Manuka Health spent NZ$10m (US$7.8) on the purpose-built honey processing and distribution centre in Te Awamutu, on North Island. The expenditure is justified by manuka honey being a key ingredient in Manuka Health’s product portfolio, the company said in a statement.
“Through this development, we will be bringing the world’s attention to the value of manuka honey and the potential for trade and development. This new facility will enable us to continue our growth and increase exports,” said Manuka Health chief executive Kerry Paul.
The discovery that methylglyoxal (MGO) was behind the stable antibacterial activity in manuka honey opened up the market for Manuka Health by providing a credible marketing statement for its honey.
This year saw a 30% increase in sales over 2013, pushing the company to strengthen its distribution network. Now the new North Island plant will help Manuka Health to improve efficiency and triple its production from 672 tonnes to 2,200 tonnes to meet demand.
Paul said research and development needs to keep pace with volume growth.
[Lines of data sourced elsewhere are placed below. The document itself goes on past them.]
#[async_trait]
impl FavoriteStore for MemoryStore {
    async fn add_favorite(&self, user_id: Uuid, property_id: Uuid) -> StoreResult<()> {
        let mut tables = self.write_lock()?;
        let favorite = Favorite {
            user_id,
            property_id,
        };
        if tables.favorites.contains(&favorite) {
            return Err(StoreError::Conflict(format!(
                "property {property_id} is already a favorite"
            )));
        }
        tables.favorites.push(favorite);
        Ok(())
    }

    async fn remove_favorite(&self, user_id: Uuid, property_id: Uuid) -> StoreResult<bool> {
        let mut tables = self.write_lock()?;
        let before = tables.favorites.len();
        tables
            .favorites
            .retain(|f| !(f.user_id == user_id && f.property_id == property_id));
        Ok(tables.favorites.len() < before)
    }

    async fn is_favorite(&self, user_id: Uuid, property_id: Uuid) -> StoreResult<bool> {
        Ok(self
            .lock()
            .favorites
            .iter()
            .any(|f| f.user_id == user_id && f.property_id == property_id))
    }

    async fn favorite_properties(&self, user_id: Uuid) -> StoreResult<Vec<Property>> {
        let tables = self.lock();
        Ok(tables
            .favorites
            .iter()
            .filter(|f| f.user_id == user_id)
            .filter_map(|f| tables.properties.iter().find(|p| p.id == f.property_id))
            .cloned()
            .collect())
    }
}

#[async_trait]
impl NotificationStore for MemoryStore {
    async fn notifications_for_user(&self, user_id: Uuid) -> StoreResult<Vec<Notification>> {
        let mut notifications: Vec<_> = self
            .lock()
            .notifications
            .iter()
            .filter(|n| n.user_id == user_id)
            .cloned()
            .collect();
        notifications.sort_by(|a, b| b.created_at.cmp(&a.created_at));
        Ok(notifications)
    }

    async fn mark_notification_read(&self, user_id: Uuid, id: Uuid) -> StoreResult<bool> {
        let mut tables = self.write_lock()?;
        match tables
            .notifications
            .iter_mut()
            .find(|n| n.id == id && n.user_id == user_id)
        {
            Some(notification) => {
                notification.is_read = true;
                Ok(true)
            }
            None => Ok(false),
        }
    }

    async fn mark_all_notifications_read(&self, user_id: Uuid) -> StoreResult<u64> {
        let mut tables = self.write_lock()?;
        let mut changed = 0;
        for notification in tables
            .notifications
            .iter_mut()
            .filter(|n| n.user_id == user_id && !n.is_read)
        {
            notification.is_read = true;
            changed += 1;
        }
        Ok(changed)
    }
}
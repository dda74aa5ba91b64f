//! Rental marketplace backend: listings, bookings and their notifications.

pub mod booking;
pub mod config;
pub mod error;
pub mod models;
pub mod notify;
pub mod services;
pub mod store;

pub use booking::{BookingPolicy, BookingRequest, BookingService, OverlapPolicy, TransitionPolicy};
pub use config::AppConfig;
pub use error::{NotifyError, Rejection, Result, ServiceError, StoreError};
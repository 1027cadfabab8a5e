//! Path-to-id resolution shared by providers that address folders by id.

use async_trait::async_trait;
use tracing::debug;

use crate::provider::split_leaf;
use veilvault_common::{Error, Result};

/// Folder lookups a provider exposes so paths can be walked generically.
#[async_trait]
pub trait FolderLookup: Send + Sync {
    /// Id of the provider root folder.
    fn root_id(&self) -> &str;

    /// First folder named exactly `name` (case-sensitive) directly under
    /// `parent_id`.
    async fn find_folder(&self, parent_id: &str, name: &str) -> Result<Option<String>>;

    /// Create a folder `name` under `parent_id` and return its id.
    async fn create_folder_at(&self, parent_id: &str, name: &str) -> Result<String>;
}

/// Walk `path` from the root, one exact-name lookup per segment.
///
/// Missing segments are created when `create_missing` is set; otherwise the
/// walk stops with `Ok(None)`.
pub async fn resolve_path_id<L>(lookup: &L, path: &[String], create_missing: bool) -> Result<Option<String>>
where
    L: FolderLookup + ?Sized,
{
    let mut current = lookup.root_id().to_string();
    for segment in path {
        current = match lookup.find_folder(&current, segment).await? {
            Some(id) => id,
            None if create_missing => {
                debug!(parent = %current, "Creating missing folder");
                lookup.create_folder_at(&current, segment).await?
            }
            None => return Ok(None),
        };
    }
    Ok(Some(current))
}

/// Create the folder at `path`, resolving (and optionally creating) its parent.
pub async fn create_folder<L>(lookup: &L, path: &[String], create_missing: bool) -> Result<String>
where
    L: FolderLookup + ?Sized,
{
    let (parent, name) = split_leaf(path)?;
    let parent_id = resolve_path_id(lookup, parent, create_missing)
        .await?
        .ok_or_else(|| Error::PathNotFound(parent.join("/")))?;
    lookup.create_folder_at(&parent_id, name).await
}
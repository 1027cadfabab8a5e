//! The cipher worker: a dedicated thread that owns the session cache.
//!
//! The worker only talks to the rest of the process through channels. Each
//! request carries a correlation id which is echoed on its response.
//!
//! Key derivation and filename transforms run on the worker thread. Stream
//! operations only hand back a lazy stream bound to the cached session; the
//! block sealing and opening runs on whichever task polls that stream.

use blake2::digest::consts::U32;
use blake2::{Blake2b, Digest};
use std::collections::HashMap;
use std::sync::atomic::{AtomicBool, Ordering};
use std::sync::Arc;
use tokio::sync::{mpsc, oneshot};
use tracing::{debug, trace};
use uuid::Uuid;

use crate::cipher::Cipher;
use crate::obscure;
use veilvault_common::{ByteStream, Result, SensitiveString};

/// Password and optional secondary password identifying a cipher session.
#[derive(Clone, Debug)]
pub struct Credentials {
    pub password: SensitiveString,
    pub salt: Option<SensitiveString>,
}

impl Credentials {
    pub fn new(password: SensitiveString, salt: Option<SensitiveString>) -> Self {
        Self { password, salt }
    }

    fn salt(&self) -> Option<&str> {
        self.salt.as_ref().map(|s| s.expose())
    }

    /// Cache key for the derived session.
    ///
    /// Both fields are length-prefixed so distinct pairs never share a key.
    /// A missing salt and an empty salt derive the same keys and share one.
    fn session_key(&self) -> [u8; 32] {
        let password = self.password.expose().as_bytes();
        let salt = self.salt().unwrap_or_default().as_bytes();
        let mut hasher = Blake2b::<U32>::new();
        hasher.update((password.len() as u64).to_le_bytes());
        hasher.update(password);
        hasher.update((salt.len() as u64).to_le_bytes());
        hasher.update(salt);
        hasher.finalize().into()
    }
}

pub(crate) enum Operation {
    EncryptFilename { name: String, credentials: Credentials },
    DecryptFilename { name: String, credentials: Credentials },
    EncryptStream { source: ByteStream, credentials: Credentials },
    DecryptStream { source: ByteStream, credentials: Credentials },
    ObscurePassword { plain: SensitiveString },
    RevealPassword { token: String },
}

impl Operation {
    pub(crate) fn name(&self) -> &'static str {
        match self {
            Operation::EncryptFilename { .. } => "encrypt_filename",
            Operation::DecryptFilename { .. } => "decrypt_filename",
            Operation::EncryptStream { .. } => "encrypt_stream",
            Operation::DecryptStream { .. } => "decrypt_stream",
            Operation::ObscurePassword { .. } => "obscure_password",
            Operation::RevealPassword { .. } => "reveal_password",
        }
    }
}

pub(crate) enum Reply {
    Text(String),
    Stream(ByteStream),
}

pub(crate) struct Request {
    pub id: Uuid,
    pub operation: Operation,
}

pub(crate) struct Response {
    pub id: Uuid,
    pub result: Result<Reply>,
}

pub(crate) struct Worker {
    sessions: HashMap<[u8; 32], Arc<Cipher>>,
    requests: mpsc::Receiver<Request>,
    responses: mpsc::UnboundedSender<Response>,
    terminated: Arc<AtomicBool>,
}

impl Worker {
    pub(crate) fn new(
        requests: mpsc::Receiver<Request>,
        responses: mpsc::UnboundedSender<Response>,
        terminated: Arc<AtomicBool>,
    ) -> Self {
        Self {
            sessions: HashMap::new(),
            requests,
            responses,
            terminated,
        }
    }

    /// Serve requests until the request channel closes or the engine is
    /// terminated. Blocks the calling thread.
    pub(crate) fn run(mut self, ready: oneshot::Sender<()>) {
        let _ = ready.send(());
        debug!("Cipher worker started");

        while let Some(Request { id, operation }) = self.requests.blocking_recv() {
            if self.terminated.load(Ordering::Acquire) {
                break;
            }
            trace!(request_id = %id, operation = operation.name(), "Handling cipher request");
            let result = self.handle(operation);
            if self.responses.send(Response { id, result }).is_err() {
                break;
            }
        }

        self.sessions.clear();
        debug!("Cipher worker stopped");
    }

    fn session(&mut self, credentials: &Credentials) -> Result<Arc<Cipher>> {
        let key = credentials.session_key();
        if let Some(cipher) = self.sessions.get(&key) {
            return Ok(Arc::clone(cipher));
        }
        let cipher = Arc::new(Cipher::new(
            credentials.password.expose(),
            credentials.salt(),
        )?);
        self.sessions.insert(key, Arc::clone(&cipher));
        debug!(sessions = self.sessions.len(), "Derived new cipher session");
        Ok(cipher)
    }

    fn handle(&mut self, operation: Operation) -> Result<Reply> {
        match operation {
            Operation::EncryptFilename { name, credentials } => {
                let cipher = self.session(&credentials)?;
                cipher.encrypt_name(&name).map(Reply::Text)
            }
            Operation::DecryptFilename { name, credentials } => {
                let cipher = self.session(&credentials)?;
                cipher.decrypt_name(&name).map(Reply::Text)
            }
            Operation::EncryptStream { source, credentials } => {
                let cipher = self.session(&credentials)?;
                Ok(Reply::Stream(cipher.encrypt_stream(source)))
            }
            Operation::DecryptStream { source, credentials } => {
                let cipher = self.session(&credentials)?;
                Ok(Reply::Stream(cipher.decrypt_stream(source)))
            }
            Operation::ObscurePassword { plain } => obscure::obscure(plain.expose()).map(Reply::Text),
            Operation::RevealPassword { token } => obscure::reveal(&token).map(Reply::Text),
        }
    }

    #[cfg(test)]
    fn session_count(&self) -> usize {
        self.sessions.len()
    }
}
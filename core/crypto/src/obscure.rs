//! Reversible password obscuring, compatible with `rclone obscure`.
//!
//! This is obfuscation, not encryption: the key is public. It keeps stored
//! passwords from being readable at a glance.

use aes::Aes256;
use base64::engine::general_purpose::URL_SAFE_NO_PAD;
use base64::Engine as _;
use ctr::cipher::{KeyIvInit, StreamCipher};

use veilvault_common::{Error, Result};

type Aes256Ctr = ctr::Ctr128BE<Aes256>;

const IV_LENGTH: usize = 16;

const OBSCURE_KEY: [u8; 32] = [
    0x9c, 0x93, 0x5b, 0x48, 0x73, 0x0a, 0x55, 0x4d, 0x6b, 0xfd, 0x7c, 0x63, 0xc8, 0x86, 0xa9, 0x2b,
    0xd3, 0x90, 0x19, 0x8e, 0xb8, 0x12, 0x8a, 0xfb, 0xf4, 0xde, 0x16, 0x2b, 0x8b, 0x95, 0xf6, 0x38,
];

fn apply_keystream(iv: &[u8], data: &mut [u8]) -> Result<()> {
    let mut cipher = Aes256Ctr::new_from_slices(&OBSCURE_KEY, iv)
        .map_err(|e| Error::Crypto(format!("Invalid obscure IV: {}", e)))?;
    cipher.apply_keystream(data);
    Ok(())
}

/// Obscure `plain` with a random IV. The empty string stays empty.
pub fn obscure(plain: &str) -> Result<String> {
    if plain.is_empty() {
        return Ok(String::new());
    }
    obscure_with_iv(plain, &rand::random::<[u8; IV_LENGTH]>())
}

/// Obscure with a caller-chosen IV.
pub fn obscure_with_iv(plain: &str, iv: &[u8; IV_LENGTH]) -> Result<String> {
    let mut out = Vec::with_capacity(IV_LENGTH + plain.len());
    out.extend_from_slice(iv);
    out.extend_from_slice(plain.as_bytes());
    apply_keystream(iv, &mut out[IV_LENGTH..])?;
    Ok(URL_SAFE_NO_PAD.encode(out))
}

/// Reverse [`obscure`].
///
/// # Errors
/// - `Crypto` if the input is not base64 or is shorter than the IV
pub fn reveal(obscured: &str) -> Result<String> {
    if obscured.is_empty() {
        return Ok(String::new());
    }
    let mut raw = URL_SAFE_NO_PAD
        .decode(obscured.as_bytes())
        .map_err(|e| Error::Crypto(format!("Obscured password is not valid base64: {}", e)))?;
    if raw.len() < IV_LENGTH {
        return Err(Error::Crypto(
            "Obscured password too short".to_string(),
        ));
    }
    let (iv, body) = raw.split_at_mut(IV_LENGTH);
    apply_keystream(iv, body)?;
    String::from_utf8(body.to_vec())
        .map_err(|_| Error::Crypto("Revealed password is not valid UTF-8".to_string()))
}

/// Heuristic for values stored without an explicit "obscured" marker.
///
/// Obscured values are URL-safe base64 of at least IV length, so anything
/// shorter or with other characters is treated as plaintext.
pub fn is_obscured(value: &str) -> bool {
    value.len() > 10
        && value
            .bytes()
            .all(|b| b.is_ascii_alphanumeric() || b == b'-' || b == b'_')
}
//! Cipher key material with secure memory handling.
//!
//! Keys are derived with scrypt exactly as rclone's crypt backend does, so a
//! vault written here can be mounted by rclone and vice versa.

use scrypt::{scrypt, Params};
use std::fmt;
use zeroize::{Zeroize, ZeroizeOnDrop};

use veilvault_common::{Error, Result};

/// Length of the content (secretbox) key.
pub const DATA_KEY_LENGTH: usize = 32;
/// Length of the filename (AES-256) key.
pub const NAME_KEY_LENGTH: usize = 32;
/// Length of the EME tweak used for filenames.
pub const NAME_TWEAK_LENGTH: usize = 16;

const DERIVED_LENGTH: usize = DATA_KEY_LENGTH + NAME_KEY_LENGTH + NAME_TWEAK_LENGTH;

/// Salt used when the vault has no secondary password.
pub const DEFAULT_SALT: [u8; 16] = [
    0xA8, 0x0D, 0xF4, 0x3A, 0x8F, 0xBD, 0x03, 0x08, 0xA7, 0xCA, 0xB8, 0x3E, 0x58, 0x1F, 0x86, 0xB1,
];

/// scrypt cost parameters: N = 2^14, r = 8, p = 1.
const SCRYPT_LOG_N: u8 = 14;
const SCRYPT_R: u32 = 8;
const SCRYPT_P: u32 = 1;

/// Derived key material for one (password, salt) pair.
#[derive(Clone, Zeroize, ZeroizeOnDrop)]
pub struct CipherKeys {
    data_key: [u8; DATA_KEY_LENGTH],
    name_key: [u8; NAME_KEY_LENGTH],
    name_tweak: [u8; NAME_TWEAK_LENGTH],
}

impl CipherKeys {
    /// Derive key material from a password and optional secondary password.
    ///
    /// An absent or empty salt selects [`DEFAULT_SALT`].
    ///
    /// # Errors
    /// - `CipherSetupFailed` if the password is empty or scrypt fails
    pub fn derive(password: &str, salt: Option<&str>) -> Result<Self> {
        if password.is_empty() {
            return Err(Error::CipherSetupFailed(
                "Password cannot be empty".to_string(),
            ));
        }

        let salt_bytes: &[u8] = match salt {
            Some(salt) if !salt.is_empty() => salt.as_bytes(),
            _ => &DEFAULT_SALT,
        };

        let params = Params::new(SCRYPT_LOG_N, SCRYPT_R, SCRYPT_P, Params::RECOMMENDED_LEN)
            .map_err(|e| Error::CipherSetupFailed(format!("Invalid scrypt parameters: {}", e)))?;

        let mut derived = [0u8; DERIVED_LENGTH];
        scrypt(password.as_bytes(), salt_bytes, &params, &mut derived)
            .map_err(|e| Error::CipherSetupFailed(format!("Key derivation failed: {}", e)))?;

        let keys = Self::from_bytes(&derived);
        derived.zeroize();
        Ok(keys)
    }

    /// Split 80 bytes of raw key material into its parts.
    pub fn from_bytes(raw: &[u8; DERIVED_LENGTH]) -> Self {
        let mut data_key = [0u8; DATA_KEY_LENGTH];
        let mut name_key = [0u8; NAME_KEY_LENGTH];
        let mut name_tweak = [0u8; NAME_TWEAK_LENGTH];
        data_key.copy_from_slice(&raw[..DATA_KEY_LENGTH]);
        name_key.copy_from_slice(&raw[DATA_KEY_LENGTH..DATA_KEY_LENGTH + NAME_KEY_LENGTH]);
        name_tweak.copy_from_slice(&raw[DATA_KEY_LENGTH + NAME_KEY_LENGTH..]);
        Self {
            data_key,
            name_key,
            name_tweak,
        }
    }

    pub fn data_key(&self) -> &[u8; DATA_KEY_LENGTH] {
        &self.data_key
    }

    pub fn name_key(&self) -> &[u8; NAME_KEY_LENGTH] {
        &self.name_key
    }

    pub fn name_tweak(&self) -> &[u8; NAME_TWEAK_LENGTH] {
        &self.name_tweak
    }
}

impl fmt::Debug for CipherKeys {
    fn fmt(&self, f: &mut fmt::Formatter<'_>) -> fmt::Result {
        write!(f, "CipherKeys([REDACTED])")
    }
}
“We have taken a simple, raw product and through scientific methods we are able to preserve the bioactivity and potency of the natural ingredients.
“This innovative work improves the honey and makes it into a world leading, high value food and health product. We are committed to continuing R&D to provide the scientific evidence to support our product development.”
Manuka Health opened for business in 2006 and now exports to 45 countries.